Monthly Archives: October 2011

Black firsts blog: Barbara Blake Hannah

This week at the Black Entertainment, Film, Fashion, Television and the Arts awards in London, Barbara Blake Hannah received the Beffta Lifetime Achievement award for “opening the doors for black media in England”.

Barbara, who now heads up Jamaica’s Reggae Film Festival and has several films and books to her name, including Rastafari – The New Creation, said: “It’s great to be recognised after all this time.”

I was so pleased when I read about the award because, way back in the late 1960s, I remember the shock, and at the same time, the excitement of walking into the front room and seeing a black woman presenter on the television – Barbara Blake.

This was a first! We had never seen a black presenter before on TV. I was mesmerized. For a while I was more interested in just ‘looking at her’ – feeling proud, and noting the way she dressed, wondering how she managed to keep her hair so nicely in place – and less on what she had to say.

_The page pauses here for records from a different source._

//! In-memory repository for testing.
//!
//! Backs the action unit tests and the HTTP-level tests so they run at
//! memory speed with no database. Semantics mirror the PostgreSQL
//! implementation, including idempotent junction handling and
//! nulls-last sorting (both stores evaluate the same
//! [`TodoFilter`](crate::TodoFilter) rules).

use crate::error::{Error, Result};
use crate::query::TodoFilter;
use crate::repository::{
    CategoryRepository, CategoryUpdate, TodoRepository, TodoUpdate,
};
use crate::types::{Category, CategoryId, Todo, TodoId, UserId};
use crate::validate::{CategoryDraft, TodoDraft};
use chrono::Utc;
use std::collections::{HashMap, HashSet};
use std::future::Future;
use std::sync::{Arc, Mutex, MutexGuard};

#[derive(Debug, Default)]
struct Store {
    todos: HashMap<TodoId, Todo>,
    categories: HashMap<CategoryId, Category>,
    links: HashSet<(TodoId, CategoryId)>,
}

/// In-memory implementation of both repository traits.
///
/// Cloning shares the underlying store, matching the pool-backed
/// PostgreSQL repository.
#[derive(Debug, Clone, Default)]
pub struct MockRepository {
    store: Arc<Mutex<Store>>,
}

impl MockRepository {
    /// Create an empty mock repository.
    #[must_use]
    pub fn new() -> Self {
        Self::default()
    }

    fn lock(&self) -> Result<MutexGuard<'_, Store>> {
        self.store
            .lock()
            .map_err(|_| Error::Database("mock store poisoned".to_string()))
    }
}

impl Store {
    /// Rehydrate a todo with its category associations, name-ordered for
    /// deterministic output.
    fn hydrate(&self, todo: &Todo) -> Todo {
        let mut categories: Vec<Category> = self
            .links
            .iter()
            .filter(|(todo_id, _)| *todo_id == todo.id)
            .filter_map(|(_, category_id)| self.categories.get(category_id).cloned())
            .collect();
        categories.sort_by(|a, b| a.name.cmp(&b.name));

        Todo {
            categories,
            ..todo.clone()
        }
    }
}

impl TodoRepository for MockRepository {
    fn list_todos(
        &self,
        owner: UserId,
        filter: &TodoFilter,
    ) -> impl Future<Output = Result<Vec<Todo>>> + Send {
        let filter = *filter;

        async move {
            let store = self.lock()?;
            let today = Utc::now().date_naive();

            let mut todos: Vec<Todo> = store
                .todos
                .values()
                .filter(|todo| todo.user_id == owner)
                .filter(|todo| filter.matches(todo, today))
                .map(|todo| store.hydrate(todo))
                .collect();

            // Canonical base order so the stable sort is deterministic.
            todos.sort_by(|a, b| (a.created_at, a.id.0).cmp(&(b.created_at, b.id.0)));
            filter.sort(&mut todos);
            Ok(todos)
        }
    }

    fn find_todo(&self, id: TodoId) -> impl Future<Output = Result<Todo>> + Send {
        async move {
            let store = self.lock()?;
            store
                .todos
                .get(&id)
                .map(|todo| store.hydrate(todo))
                .ok_or(Error::NotFound { resource: "Todo" })
        }
    }

    fn insert_todo(
        &self,
        owner: UserId,
        draft: TodoDraft,
    ) -> impl Future<Output = Result<Todo>> + Send {
        async move {
            let now = Utc::now();
            let todo = Todo {
                id: TodoId::new(),
                user_id: owner,
                title: draft.title,
                description: draft.description,
                completed: draft.completed,
                priority: draft.priority,
                due_date: draft.due_date,
                categories: Vec::new(),
                created_at: now,
                updated_at: now,
            };

            self.lock()?.todos.insert(todo.id, todo.clone());
            Ok(todo)
        }
    }

    fn update_todo(
        &self,
        id: TodoId,
        update: TodoUpdate,
    ) -> impl Future<Output = Result<Todo>> + Send {
        async move {
            let mut store = self.lock()?;
            let todo = store
                .todos
                .get_mut(&id)
                .ok_or(Error::NotFound { resource: "Todo" })?;

            todo.title = update.title;
            todo.description = update.description;
            todo.completed = update.completed;
            todo.priority = update.priority;
            todo.due_date = update.due_date;
            todo.updated_at = Utc::now();

            let refreshed = todo.clone();
            Ok(store.hydrate(&refreshed))
        }
    }

    fn delete_todo(&self, id: TodoId) -> impl Future<Output = Result<()>> + Send {
        async move {
            let mut store = self.lock()?;
            store.todos.remove(&id);
            store.links.retain(|(todo_id, _)| *todo_id != id);
            Ok(())
        }
    }

    fn attach_category(
        &self,
        todo: TodoId,
        category: CategoryId,
    ) -> impl Future<Output = Result<()>> + Send {
        async move {
            // HashSet insert is already idempotent, like ON CONFLICT DO
            // NOTHING on the composite key.
            self.lock()?.links.insert((todo, category));
            Ok(())
        }
    }

    fn detach_category(
        &self,
        todo: TodoId,
        category: CategoryId,
    ) -> impl Future<Output = Result<()>> + Send {
        async move {
            self.lock()?.links.remove(&(todo, category));
            Ok(())
        }
    }
}

impl CategoryRepository for MockRepository {
    fn list_categories(
        &self,
        owner: UserId,
    ) -> impl Future<Output = Result<Vec<(Category, i64)>>> + Send {
        async move {
            let store = self.lock()?;
            let mut categories: Vec<(Category, i64)> = store
                .categories
                .values()
                .filter(|category| category.user_id == owner)
                .map(|category| {
                    let count = store
                        .links
                        .iter()
                        .filter(|(_, category_id)| *category_id == category.id)
                        .count() as i64;
                    (category.clone(), count)
                })
                .collect();

            categories.sort_by(|(a, _), (b, _)| a.name.cmp(&b.name));
            Ok(categories)
        }
    }

    fn find_category(&self, id: CategoryId) -> impl Future<Output = Result<Category>> + Send {
        async move {
            self.lock()?
                .categories
                .get(&id)
                .cloned()
                .ok_or(Error::NotFound {
                    resource: "Category",
                })
        }
    }

    fn count_todos(&self, id: CategoryId) -> impl Future<Output = Result<i64>> + Send {
        async move {
            let store = self.lock()?;
            Ok(store
                .links
                .iter()
                .filter(|(_, category_id)| *category_id == id)
                .count() as i64)
        }
    }

    fn insert_category(
        &self,
        owner: UserId,
        draft: CategoryDraft,
    ) -> impl Future<Output = Result<Category>> + Send {
        async move {
            let now = Utc::now();
            let category = Category {
                id: CategoryId::new(),
                user_id: owner,
                name: draft.name,
                color: draft.color,
                created_at: now,
                updated_at: now,
            };

            self.lock()?.categories.insert(category.id, category.clone());
            Ok(category)
        }
    }

    fn update_category(
        &self,
        id: CategoryId,
        update: CategoryUpdate,
    ) -> impl Future<Output = Result<Category>> + Send {
        async move {
            let mut store = self.lock()?;
            let category = store.categories.get_mut(&id).ok_or(Error::NotFound {
                resource: "Category",
            })?;

            category.name = update.name;
            category.color = update.color;
            category.updated_at = Utc::now();

            Ok(category.clone())
        }
    }

    fn delete_category(&self, id: CategoryId) -> impl Future<Output = Result<()>> + Send {
        async move {
            let mut store = self.lock()?;
            store.categories.remove(&id);
            store.links.retain(|(_, category_id)| *category_id != id);
            Ok(())
        }
    }
}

Some years later I had the pleasure of meeting Barbara, in person, when she came to Handsworth, Birmingham.

It was in 1968 that Barbara was appointed one of three on-camera reporter/interviewers on Thames TV’s daily evening news show, Today with Eamon Andrews.

Her TV presence was short lived but her story reveals much of the working climate in those days. About her experiences, she wrote “After nine months my contract was terminated and I was told that the producers were under pressure from viewers who called in daily to say ‘Get that n****r off our screens’. My next job was in a similar capacity with ATV Birmingham’s Today show aired during a time when Enoch Powell had made immigration a major issue. I could not get a hotel room in that city and had to return each night to London and commute each morning by train back to Birmingham, until I finally got a room at the YWCA.”

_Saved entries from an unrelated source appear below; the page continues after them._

//! Router composition.
//!
//! Composes all handlers into a single Axum router, generic over the
//! repository implementation.

use crate::error::AppError;
use crate::handlers::{categories, health, todos};
use crate::state::AppState;
use axum::{
    Router,
    routing::get,
};
use tasklist_core::{CategoryRepository, TodoRepository};
use tower_http::cors::CorsLayer;
use tower_http::trace::TraceLayer;

/// Create the API router with all endpoints.
///
/// # Routes
///
/// ## Todos
/// - `GET /todos` - List (filter: `priority`, `status`; sort: `sort_by`, `sort_order`)
/// - `POST /todos` - Create
/// - `GET /todos/:id` - Show
/// - `PUT /todos/:id` - Partial update
/// - `DELETE /todos/:id` - Delete
///
/// ## Junction
/// - `POST /todos/:id/categories/:category_id` - Attach (idempotent)
/// - `DELETE /todos/:id/categories/:category_id` - Detach (idempotent)
///
/// ## Categories
/// - `GET /categories` - List with todo counts
/// - `POST /categories` - Create
/// - `GET /categories/:id` - Show
/// - `PUT /categories/:id` - Partial update
/// - `DELETE /categories/:id` - Delete
///
/// # Example
///
/// ```ignore
/// let repo = PostgresRepository::connect(&config.database_url).await?;
/// let app = api_router(AppState::new(repo));
/// axum::serve(listener, app).await?;
/// ```
pub fn api_router<R>(state: AppState<R>) -> Router
where
    R: TodoRepository + CategoryRepository + Clone + Send + Sync + 'static,
{
    Router::new()
        .route("/health", get(health::health_check))
        .route(
            "/todos",
            get(todos::list_todos::<R>).post(todos::create_todo::<R>),
        )
        .route(
            "/todos/:id",
            get(todos::show_todo::<R>)
                .put(todos::update_todo::<R>)
                .delete(todos::delete_todo::<R>),
        )
        .route(
            "/todos/:id/categories/:category_id",
            axum::routing::post(categories::attach_category::<R>)
                .delete(categories::detach_category::<R>),
        )
        .route(
            "/categories",
            get(categories::list_categories::<R>).post(categories::create_category::<R>),
        )
        .route(
            "/categories/:id",
            get(categories::show_category::<R>)
                .put(categories::update_category::<R>)
                .delete(categories::delete_category::<R>),
        )
        .fallback(not_found)
        .layer(TraceLayer::new_for_http())
        .layer(CorsLayer::permissive())
        .with_state(state)
}

#[allow(clippy::unused_async)]
async fn not_found() -> AppError {
    AppError::not_found("Resource")
}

A true pioneer and one who rightly deserves to be honoured.

You can see Barbara as she appeared on TV in the 1960s here

She also wrote about her early television experiences in this article which appeared in The Guardian. http://www.guardian.co.uk/commentisfree/2008/oct/23/television-raceandreligion

Why a black firsts blog?

One of the projects I did a lot of research for when I was in charge of Handprint, but which never saw the light of day, was a book called Black Firsts. The idea was inspired by the very popular series of books by the American publishers Empak, which Handprint distributed in the UK.

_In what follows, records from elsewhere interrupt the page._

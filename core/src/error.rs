//! Error taxonomy for domain operations.

use crate::validate::ValidationErrors;
use thiserror::Error;

/// Result type alias for domain operations.
pub type Result<T> = std::result::Result<T, Error>;

/// Failure modes of the validation → authorization → action pipeline.
///
/// All variants are terminal for the request; nothing is retried
/// internally. The web layer maps each variant to its HTTP status.
#[derive(Debug, Error, Clone, PartialEq, Eq)]
pub enum Error {
    /// One or more input constraints were violated (422).
    #[error("The given data was invalid")]
    Validation(ValidationErrors),

    /// The requested resource id does not resolve (404).
    #[error("{resource} not found")]
    NotFound {
        /// Resource kind, e.g. "Todo" or "Category".
        resource: &'static str,
    },

    /// Authenticated principal is not the owner of the resource (403).
    #[error("This action is unauthorized")]
    Forbidden,

    /// No valid principal was supplied (401).
    #[error("Unauthenticated")]
    Unauthenticated,

    /// Unexpected persistence failure (500). The message is logged, never
    /// exposed to clients.
    #[error("Database error: {0}")]
    Database(String),
}

impl From<ValidationErrors> for Error {
    fn from(errors: ValidationErrors) -> Self {
        Self::Validation(errors)
    }
}
//! Ownership-based authorization policy.
//!
//! Every todo and category has exactly one owner; an ability on a resource
//! is granted iff the requesting principal is that owner. List operations
//! need no check here because the repository scopes them by owner.

use crate::error::{Error, Result};
use crate::types::{Category, Todo, UserId};

/// Capability being exercised on a resource.
#[derive(Debug, Clone, Copy, PartialEq, Eq)]
pub enum Ability {
    /// Read the resource.
    View,
    /// Modify the resource (including attaching/detaching categories).
    Update,
    /// Permanently remove the resource.
    Delete,
}

/// A resource with exactly one owning user.
pub trait Owned {
    /// The owning user's identity.
    fn owner(&self) -> UserId;
}

impl Owned for Todo {
    fn owner(&self) -> UserId {
        self.user_id
    }
}

impl Owned for Category {
    fn owner(&self) -> UserId {
        self.user_id
    }
}

/// Check that `user` may exercise `ability` on `resource`.
///
/// The ability is taken for call-site clarity; the rule is the same for
/// all three: owner only.
///
/// # Errors
///
/// Returns [`Error::Forbidden`] when `user` is not the owner.
pub fn authorize(user: UserId, resource: &impl Owned, ability: Ability) -> Result<()> {
    if resource.owner() == user {
        Ok(())
    } else {
        tracing::debug!(user = %user, ?ability, "authorization denied");
        Err(Error::Forbidden)
    }
}

#[cfg(test)]
#[allow(clippy::unwrap_used, clippy::expect_used)] // Test code can use unwrap/expect
mod tests {
    use super::*;
    use chrono::Utc;
    use uuid::Uuid;

    fn todo_owned_by(user_id: UserId) -> Todo {
        Todo {
            id: crate::types::TodoId::new(),
            user_id,
            title: "t".to_string(),
            description: None,
            completed: false,
            priority: None,
            due_date: None,
            categories: Vec::new(),
            created_at: Utc::now(),
            updated_at: Utc::now(),
        }
    }

    #[test]
    fn owner_is_authorized_for_all_abilities() {
        let owner = UserId(Uuid::new_v4());
        let todo = todo_owned_by(owner);

        for ability in [Ability::View, Ability::Update, Ability::Delete] {
            assert!(authorize(owner, &todo, ability).is_ok());
        }
    }

    #[test]
    fn non_owner_is_forbidden() {
        let todo = todo_owned_by(UserId(Uuid::new_v4()));
        let stranger = UserId(Uuid::new_v4());

        for ability in [Ability::View, Ability::Update, Ability::Delete] {
            assert_eq!(
                authorize(stranger, &todo, ability),
                Err(Error::Forbidden)
            );
        }
    }
}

The Empak books celebrated the achievements of Afro-Americans in the fields of science, arts and culture and politics. Although the books focused exclusively on black Americans, they proved to be very popular in British schools where teachers were looking for materials that projected positive images of black achievement.

As the Handprint press cuttings library began to grow, I realised that it might be possible to put together something similar about African Caribbean people in the UK.

I had all but forgotten about this unrealised project until I began work on this website. Then, as I began to trawl through the Handprint archives in our spare room, I came across a battered old manilla folder with scores of newspaper cuttings – everything from the first black footballer to play for England (Viv Anderson) to The first black woman mayor (Lydia Emelda Simmons) and much more besides.

The reasons for publishing information about black firsts have changed since the 1980s, of course. Then, the need for positive images of black achievement was critical in the face of the almost incessant torrent of negative reports about black people in the media, which sustained and fueled the institutional racism endemic in almost every section of British society.

Thirty years on, the landscape is clearly very different. But I think there’s a real value in recalling some of these pioneering figures, and the struggles they had to go through to make their mark. So I’m going to be posting some of the contents of that battered manilla folder on a regular basis because, as Marcus Garvey reminds us “a people without a past are a people without a future”.